The Richard Nixon that has always occupied my “pantheon of the most despised” is the president who called a group of Vietnam Veterans “bums” as they protested outside the White House fence. He taunted the press after being defeated in the 1962 California governor’s race with, “You won't have Nixon to kick around anymore because, gentlemen, this is my last press conference.” And, of course, he resigned in disgrace when confronted with impeachment after the Watergate debacle.

So with my Nixon personal baggage in tow, I embarked upon what I thought would be a familiar spin with the 37th president of the United States at the hands of Evan Thomas. Yes, there was a lot of retelling of Nixon quirks like his disdain for Ivy League types and east coast intellectuals. There was Nixon feeling the rejection of the Whittier College literary group called the Franklins and having to settle for membership in the Orthogonians. Think the “Haves” and the “Have Nots”. And there was Nixon’s early family life, the death of two brothers, his saintly mother and not so saintly father.

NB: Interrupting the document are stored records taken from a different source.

#[async_trait]
impl Runner for MasterRunner {
    async fn start(&self, target_count: usize, spawn_rate: f64) -> RunResult<()> {
        validate_spawn_params(target_count, spawn_rate)?;

        let _control = self.inner.control.lock().await;
        let core = &self.inner.core;
        if core.is_quitting() {
            return Err(RunError::shutdown());
        }
        let live_workers = self.live_worker_count();
        if live_workers == 0 {
            return Err(RunError::invalid_state("no live workers connected"));
        }
        // Each worker ramps at its slice of the rate
        validate_spawn_params(target_count, spawn_rate / live_workers as f64)?;

        let mut state = core.state();
        {
            let desired = *self.inner.desired.lock();
            let unchanged = desired.command == Command::Spawn
                && desired.target_count == target_count
                && desired.spawn_rate == spawn_rate;
            match state {
                RunState::Spawning | RunState::Running if unchanged => {
                    tracing::debug!(target_count, spawn_rate, "Start ignored, plan unchanged");
                    return Ok(());
                }
                RunState::Stopped => {
                    core.transition(RunState::Ready)?;
                    state = RunState::Ready;
                }
                RunState::Stopping | RunState::Cleanup | RunState::Missing => {
                    return Err(RunError::invalid_state(format!("cannot start while {state}")));
                }
                _ => {}
            }
        }

        if state == RunState::Ready {
            core.stats.reset();
            let mut fields = Map::new();
            fields.insert("target_count".into(), (target_count as u64).into());
            fields.insert("spawn_rate".into(), spawn_rate.into());
            fields.insert("worker_count".into(), (live_workers as u64).into());
            if let Err(e) = core.begin_run(fields) {
                core.fail(e.clone(), 0);
                return Err(e);
            }
            tracing::info!(target_count, spawn_rate, live_workers, "Distributed run started");
            self.spawn_monitors();
        } else {
            tracing::info!(target_count, spawn_rate, "Rescaling distributed run");
        }

        *self.inner.desired.lock() = DesiredState {
            command: Command::Spawn,
            target_count,
            spawn_rate,
        };
        self.inner.registry.lock().reset_reached_running();
        core.transition(RunState::Spawning)?;
        self.broadcast_instruction();
        self.evaluate();
        Ok(())
    }

    async fn stop(&self) -> RunResult<()> {
        let _control = self.inner.control.lock().await;
        self.stop_locked()
    }

    async fn quit(&self) -> RunResult<()> {
        let core = &self.inner.core;
        if !core.begin_quit() {
            return Ok(());
        }
        tracing::info!("Quitting, stopping workers");
        let stopped = {
            let _control = self.inner.control.lock().await;
            self.stop_locked()
        };
        if core.state() == RunState::Stopping
            && self.settle(RunState::Stopping, RunState::Stopped).await
        {
            let user_count = self.inner.registry.lock().user_count();
            self.finish_stopped(user_count);
        }

        self.set_command(Command::Quit);
        self.broadcast_instruction();
        let fired = core.fire_quitting();
        self.abort_monitors();
        self.shutdown();
        stopped.and(fired)
    }

    async fn cleanup(&self) -> RunResult<()> {
        let _control = self.inner.control.lock().await;
        let core = &self.inner.core;
        match core.state() {
            RunState::Ready => Ok(()),
            RunState::Stopped => {
                core.transition(RunState::Cleanup)?;
                self.inner.registry.lock().reset_cleanup_acks();
                self.set_command(Command::Cleanup);
                self.broadcast_instruction();
                self.evaluate();
                self.settle(RunState::Cleanup, RunState::Ready).await;
                *self.inner.desired.lock() = DesiredState::default();
                Ok(())
            }
            state => Err(RunError::invalid_state(format!(
                "cleanup requires a stopped runner, runner is {state}"
            ))),
        }
    }

    fn status(&self) -> RunnerStatus {
        RunnerStatus {
            state: self.inner.core.state(),
            user_count: self.inner.registry.lock().user_count(),
            target_count: self.inner.desired.lock().target_count,
            fail_ratio: self.inner.core.stats.fail_ratio(),
        }
    }

    fn state(&self) -> RunState {
        self.inner.core.state()
    }

    fn subscribe_state(&self) -> watch::Receiver<RunState> {
        self.inner.core.subscribe()
    }

    fn last_error(&self) -> Option<RunError> {
        self.inner.core.last_error()
    }
}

Thomas guides the reader through Nixon’s political career from U.S, senator from California, Vice President of the United States, the failed presidential campaign against Kennedy in 1960 and two successful presidential campaigns. The author doesn’t rely on psychobabble, but through the narrative portrays Nixon’s inner turmoil and the conflict of Nixon being “an introvert in an extrovert’s business.”

Thomas shows the reader that, however, scary it feels to the average citizen, the presidency is a personality driven construct. For instance, Nixon had a tendency to shoot from the hip when he was angry at personnel. “Fire them all” is something he would tell staff when frustrated with those around him, but the advisors closest to him such as H.R. Haldeman and John Ehrlichman knew how to navigate these emotional flares and basically would ignore the direction.

Although I would not say that reading Being Nixon has made me sympathetic towards Nixon, it has made me understand what it was like to be in his skin. This is, of course, the genesis of the book’s title which in turn signals the success of the work. It also makes me wonder as Nixon’s Secretary of State,  Henry Kissinger did as well, “what this man would have been like if somebody had loved him?”